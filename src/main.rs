use clap::Parser;
use dotenv::dotenv;
use gemini_relay::cli::Args;
use std::error::Error;

#[tokio::main]
async fn main() -> Result<(), Box<dyn Error + Send + Sync>> {
    dotenv().ok();
    let args = Args::parse();
    let default_level = if args.debug { "debug" } else { "info" };
    env_logger::Builder::from_env(env_logger::Env::default().default_filter_or(default_level)).init();

    gemini_relay::run(args).await
}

--

◆ What needs to be done: What lines in the data hold the word "Error"? Return them.

◆ Result below:
use std::error::Error;
async fn main() -> Result<(), Box<dyn Error + Send + Sync>> {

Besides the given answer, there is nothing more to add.